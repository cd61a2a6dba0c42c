// SPDX-License-Identifier: MIT OR Apache-2.0

#![forbid(unsafe_code)]

use crate::EpiError;
use std::collections::BTreeMap;
use std::sync::Arc;

/// Region identifier (FIPS-style code or synthetic key).
pub type RegionId = String;

/// Granularity of a geographic entity, ordered from coarsest to finest.
///
/// Metric support checks are ceiling checks against this ordering: a metric
/// supported at `State` is supported at `Nation` and `Coalition` too.
#[cfg_attr(feature = "serde", derive(serde::Serialize, serde::Deserialize))]
#[derive(Clone, Copy, Debug, PartialEq, Eq, PartialOrd, Ord, Hash)]
pub enum RegionLevel {
    Nation,
    Coalition,
    State,
    County,
}

/// One geographic entity in the region hierarchy.
#[cfg_attr(feature = "serde", derive(serde::Serialize, serde::Deserialize))]
#[derive(Clone, Debug, PartialEq, Eq)]
pub struct Region {
    pub id: RegionId,
    pub name: String,
    pub short_name: Option<String>,
    pub population: u64,
    pub level: RegionLevel,
    pub parent: Option<RegionId>,
    pub subregions: Vec<RegionId>,
}

impl Region {
    pub fn new(
        id: impl Into<RegionId>,
        name: impl Into<String>,
        population: u64,
        level: RegionLevel,
    ) -> Self {
        Self {
            id: id.into(),
            name: name.into(),
            short_name: None,
            population,
            level,
            parent: None,
            subregions: Vec::new(),
        }
    }

    pub fn with_parent(mut self, parent: impl Into<RegionId>) -> Self {
        self.parent = Some(parent.into());
        self
    }

    pub fn with_short_name(mut self, short_name: impl Into<String>) -> Self {
        self.short_name = Some(short_name.into());
        self
    }

    pub fn with_subregions(mut self, subregions: Vec<RegionId>) -> Self {
        self.subregions = subregions;
        self
    }
}

/// Registry of regions with alias resolution and hierarchy lookups.
///
/// Aliases map alternate ids (postal abbreviations, legacy codes) onto
/// canonical region ids. Resolution follows alias chains transitively and
/// is bounded, so a mis-registered alias cycle resolves to nothing instead
/// of looping.
#[derive(Clone, Debug, Default)]
pub struct RegionCatalog {
    regions: BTreeMap<RegionId, Arc<Region>>,
    aliases: BTreeMap<RegionId, RegionId>,
    aliases_by_target: BTreeMap<RegionId, Vec<RegionId>>,
}

impl RegionCatalog {
    pub fn new() -> Self {
        Self::default()
    }

    /// Registers a region, returning the shared handle stored in the
    /// catalog. Re-registering an id replaces the previous entry.
    pub fn register(&mut self, region: Region) -> Arc<Region> {
        let handle = Arc::new(region);
        self.register_handle(Arc::clone(&handle));
        handle
    }

    /// Registers an already-shared region handle.
    pub fn register_handle(&mut self, region: Arc<Region>) {
        self.regions.insert(region.id.clone(), region);
    }

    /// Registers `alias` as an alternate id for `target`.
    pub fn register_alias(
        &mut self,
        alias: impl Into<RegionId>,
        target: impl Into<RegionId>,
    ) -> Result<(), EpiError> {
        let alias = alias.into();
        let target = target.into();
        if alias == target {
            return Err(EpiError::invalid_input(format!(
                "alias must differ from its target: {alias}"
            )));
        }

        self.aliases.insert(alias.clone(), target.clone());
        self.aliases_by_target.entry(target).or_default().push(alias);
        Ok(())
    }

    /// Looks a region up by id, following alias chains transitively.
    pub fn region_with_id(&self, id: &str) -> Option<Arc<Region>> {
        let mut current = id;
        // One hop per registered alias bounds any chain, cyclic or not.
        for _ in 0..=self.aliases.len() {
            if let Some(region) = self.regions.get(current) {
                return Some(Arc::clone(region));
            }
            match self.aliases.get(current) {
                Some(next) => current = next.as_str(),
                None => return None,
            }
        }
        log::warn!("alias chain for region id {id:?} did not resolve");
        None
    }

    pub fn contains(&self, id: &str) -> bool {
        self.region_with_id(id).is_some()
    }

    /// Alternate ids registered for the given canonical id.
    pub fn aliases_for(&self, id: &str) -> &[RegionId] {
        self.aliases_by_target
            .get(id)
            .map_or(&[], |aliases| aliases.as_slice())
    }

    /// Merges another catalog's regions into this one; entries from
    /// `other` win on id collisions.
    pub fn absorb(&mut self, other: &RegionCatalog) {
        for (id, region) in &other.regions {
            self.regions.insert(id.clone(), Arc::clone(region));
        }
    }

    pub fn len(&self) -> usize {
        self.regions.len()
    }

    pub fn is_empty(&self) -> bool {
        self.regions.is_empty()
    }

    pub fn iter(&self) -> impl Iterator<Item = &Arc<Region>> {
        self.regions.values()
    }
}
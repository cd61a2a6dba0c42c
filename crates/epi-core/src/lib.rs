// SPDX-License-Identifier: MIT OR Apache-2.0

#![forbid(unsafe_code)]

pub mod dates;
pub mod error;
pub mod observation;
pub mod record;
pub mod region;
pub mod snapshot;
pub mod timeseries;

pub use dates::{DayShiftCache, day_string, days_between, parse_day};
pub use error::EpiError;
pub use observation::{Observation, StatKind};
pub use record::{InfectionField, InfectionRecord, MobilityCategory, MobilityRecord};
pub use region::{Region, RegionCatalog, RegionId, RegionLevel};
pub use snapshot::Snapshot;
pub use timeseries::{EvalContext, SnapshotMetric, TimeSeries};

======

## Problem description
Please find all lines of the entries that hold the string "impl" and copy them.

## Answer below
impl Region {
        id: impl Into<RegionId>,
        name: impl Into<String>,
    pub fn with_parent(mut self, parent: impl Into<RegionId>) -> Self {
    pub fn with_short_name(mut self, short_name: impl Into<String>) -> Self {
impl RegionCatalog {
        alias: impl Into<RegionId>,
        target: impl Into<RegionId>,
    pub fn iter(&self) -> impl Iterator<Item = &Arc<Region>> {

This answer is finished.